**AIM OF THE EXERCISE:** Every line of the listing must be repeated exactly.
============================================================
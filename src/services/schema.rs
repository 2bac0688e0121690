//! Column typing, numeric imputation and the split into entity tables.

use crate::error::{PipelineError, Result};
use crate::frame::{self, ColumnType};
use crate::utils::extract_digits;
use chrono::{DateTime, NaiveDate, NaiveDateTime};
use log::{debug, info, warn};
use polars::prelude::*;
use serde::Deserialize;
use serde_json::Value as JsonValue;
use std::collections::{BTreeMap, HashMap, HashSet};
use std::fs;
use std::path::Path;

/// Column name -> storage type, as persisted next to the silver data.
pub type TypeSchema = BTreeMap<String, ColumnType>;

pub const TARGET_MWH_COLUMN: &str = "consommation_annuelle_moyenne_par_logement_de_l_adresse_mwh_enedis";
pub const TARGET_KWH_COLUMN: &str = "consommation_annuelle_moyenne_par_logement_de_l_adresse_kwh_enedis";
pub const DISTRICT_COLUMN: &str = "district_ban";
pub const ARRONDISSEMENT_COLUMN: &str = "arrondissement";
pub const ADRESSES_SECTION: &str = "schema-adresses";
pub const LOGEMENTS_SECTION: &str = "schema-logements";
const UNSET_DEFAULT: &str = "N/C";
const BUNDLED_GOLDEN_CONFIG: &str = include_str!("../../resources/schemas/schema_golden_data.json");

const DATETIME_FORMATS: [&str; 4] = [
    "%Y-%m-%dT%H:%M:%S%.f",
    "%Y-%m-%d %H:%M:%S%.f",
    "%Y-%m-%dT%H:%M",
    "%d/%m/%Y %H:%M:%S",
];
const DATE_FORMATS: [&str; 3] = ["%Y-%m-%d", "%d/%m/%Y", "%Y/%m/%d"];

fn parse_datetime(raw: &str) -> Option<NaiveDateTime> {
    let s = raw.trim();
    if let Ok(dt) = DateTime::parse_from_rfc3339(s) {
        return Some(dt.naive_utc());
    }
    DATETIME_FORMATS
        .iter()
        .find_map(|f| NaiveDateTime::parse_from_str(s, f).ok())
        .or_else(|| {
            DATE_FORMATS
                .iter()
                .find_map(|f| NaiveDate::parse_from_str(s, f).ok())
                .and_then(|d| d.and_hms_opt(0, 0, 0))
        })
}

/// Cells as trimmed text; blank cells are null.
fn trimmed_text(s: &Series) -> Result<Vec<Option<String>>> {
    let text = s.cast(&DataType::String)?;
    Ok(text
        .str()?
        .into_iter()
        .map(|v| v.map(str::trim).filter(|t| !t.is_empty()).map(str::to_string))
        .collect())
}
============================================================
**TASK OUTPUT:**
filename src/services/schema.rs
repository 2bac0688e0121690
//! Column typing, numeric imputation and the split into entity tables.

use crate::error::{PipelineError, Result};
use crate::frame::{self, ColumnType};
use crate::utils::extract_digits;
use chrono::{DateTime, NaiveDate, NaiveDateTime};
use log::{debug, info, warn};
use polars::prelude::*;
use serde::Deserialize;
use serde_json::Value as JsonValue;
use std::collections::{BTreeMap, HashMap, HashSet};
use std::fs;
use std::path::Path;

/// Column name -> storage type, as persisted next to the silver data.
pub type TypeSchema = BTreeMap<String, ColumnType>;

pub const TARGET_MWH_COLUMN: &str = "consommation_annuelle_moyenne_par_logement_de_l_adresse_mwh_enedis";
pub const TARGET_KWH_COLUMN: &str = "consommation_annuelle_moyenne_par_logement_de_l_adresse_kwh_enedis";
pub const DISTRICT_COLUMN: &str = "district_ban";
pub const ARRONDISSEMENT_COLUMN: &str = "arrondissement";
pub const ADRESSES_SECTION: &str = "schema-adresses";
pub const LOGEMENTS_SECTION: &str = "schema-logements";
const UNSET_DEFAULT: &str = "N/C";
const BUNDLED_GOLDEN_CONFIG: &str = include_str!("../../resources/schemas/schema_golden_data.json");

const DATETIME_FORMATS: [&str; 4] = [
    "%Y-%m-%dT%H:%M:%S%.f",
    "%Y-%m-%d %H:%M:%S%.f",
    "%Y-%m-%dT%H:%M",
    "%d/%m/%Y %H:%M:%S",
];
const DATE_FORMATS: [&str; 3] = ["%Y-%m-%d", "%d/%m/%Y", "%Y/%m/%d"];

fn parse_datetime(raw: &str) -> Option<NaiveDateTime> {
    let s = raw.trim();
    if let Ok(dt) = DateTime::parse_from_rfc3339(s) {
        return Some(dt.naive_utc());
    }
    DATETIME_FORMATS
        .iter()
        .find_map(|f| NaiveDateTime::parse_from_str(s, f).ok())
        .or_else(|| {
            DATE_FORMATS
                .iter()
                .find_map(|f| NaiveDate::parse_from_str(s, f).ok())
                .and_then(|d| d.and_hms_opt(0, 0, 0))
        })
}

/// Cells as trimmed text; blank cells are null.
fn trimmed_text(s: &Series) -> Result<Vec<Option<String>>> {
    let text = s.cast(&DataType::String)?;
    Ok(text
        .str()?
        .into_iter()
        .map(|v| v.map(str::trim).filter(|t| !t.is_empty()).map(str::to_string))
        .collect())
}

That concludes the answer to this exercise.